17 Patient Counseling Information (17 PATIENT COUNSELING INFORMATION)
Advise the patient to read the FDA-approved patient labeling (Medication Guide).
Administration
Tell patients not to discontinue TASCENSO ODT without first discussing this with the prescribing healthcare provider. Advise patients to contact their healthcare provider if they accidently take more TASCENSO ODT than prescribed. Advise patients to use dry hands when opening the blister pack. Instruct patients to not push the ODT through the lidding foil, but to peel back the lidding foil and then push the underside [see Dosage and Administration (2.2)].
5.10 Tumefactive Multiple Sclerosis
MS relapses with tumefactive demyelinating lesions on imaging have been observed during fingolimod therapy and after fingolimod discontinuation in the postmarketing setting. Most reported cases of tumefactive MS in patients receiving fingolimod have occurred within the first 9 months after fingolimod initiation, but tumefactive MS may occur at any point during treatment. Cases of tumefactive MS have also been reported within the first 4 months after fingolimod discontinuation.
Tumefactive MS should be considered when a severe MS relapse occurs during TASCENSO ODT treatment, especially during initiation, or after discontinuation of TASCENSO ODT, prompting imaging evaluation and initiation of appropriate treatment.
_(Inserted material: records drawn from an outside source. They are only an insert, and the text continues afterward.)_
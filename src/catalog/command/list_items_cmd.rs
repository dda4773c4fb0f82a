use serde::{Deserialize, Serialize};
use crate::catalog::domain::CatalogService;
use crate::core::command::{Command, CommandError};
use crate::items::dto::ItemDto;

pub struct ListItemsCommand<'a> {
    catalog_service: &'a mut dyn CatalogService,
}

impl<'a> ListItemsCommand<'a> {
    pub fn new(catalog_service: &'a mut dyn CatalogService) -> Self {
        Self {
            catalog_service,
        }
    }
}

#[derive(Debug, Default, Deserialize)]
pub struct ListItemsCommandRequest {}

impl ListItemsCommandRequest {
    pub fn new() -> Self {
        Self {}
    }
}

#[derive(Debug, Serialize)]
pub struct ListItemsCommandResponse {
    pub items: Vec<ItemDto>,
}

impl ListItemsCommandResponse {
    pub fn new(items: Vec<ItemDto>) -> Self {
        Self {
            items,
        }
    }
}

impl<'a> Command<ListItemsCommandRequest, ListItemsCommandResponse> for ListItemsCommand<'a> {
    fn execute(&mut self, _req: ListItemsCommandRequest) -> Result<ListItemsCommandResponse, CommandError> {
        let items = self.catalog_service.items().iter().map(ItemDto::from).collect();
        Ok(ListItemsCommandResponse::new(items))
    }
}
pub mod acquire_item_cmd;
pub mod add_item_cmd;
pub mod get_item_cmd;
pub mod list_items_cmd;
pub mod release_item_cmd;
pub mod remove_item_cmd;
pub mod reorder_items_cmd;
2.2 Important Administration Instructions
Patients who initiate TASCENSO ODT, and those who reinitiate treatment after discontinuation for longer than 14 days, require first- dose monitoring. This monitoring is also recommended when the dose is increased in pediatric patients. Patients who are currently treated with another fingolimod product and underwent first-dose monitoring at initiation may be switched to TASCENSO ODT at the same daily dose without a need to repeat first-dose monitoring (unless the previous treatment was discontinued more than 14 days prior) [see Dosage and Administration (2.4, 2.5)].
TASCENSO ODT can be taken with or without food.
Inform the patient about the following administration instructions for TASCENSO ODT:
- Store the orally disintegrating tablet (ODT) in the sealed blister until ready to administer.
- Do not push the ODT through the lidding foil.
- Use dry hands when opening the blister pack.
- Peel back the lidding foil from one blister, then push the underside of the foil packet to release the ODT and gently remove the ODT.
- Take the ODT immediately after opening the blister pack.
- Place the ODT on the tongue and allow it to dissolve before swallowing.
- The ODT may be taken with or without water.
13.2 Animal Toxicology And/or Pharmacology (13.2 Animal Toxicology and/or Pharmacology)
Lung toxicity was observed in 2 different strains of rats and in dogs and monkeys. The primary findings included increase in lung weight, associated with smooth muscle hypertrophy, hyperdistention of the alveoli, and/or increased collagen. Insufficient or lack of pulmonary collapse at necropsy, generally correlated with microscopic changes, was observed in all species. In rats and monkeys, lung toxicity was observed at all oral doses tested in chronic studies. The lowest doses tested in rats (0.05 mg/kg/day in the 2-year carcinogenicity study) and monkeys (0.5 mg/kg/day in the 39-week toxicity study) are similar to and approximately 20 times the RHD on a mg/m2 basis, respectively.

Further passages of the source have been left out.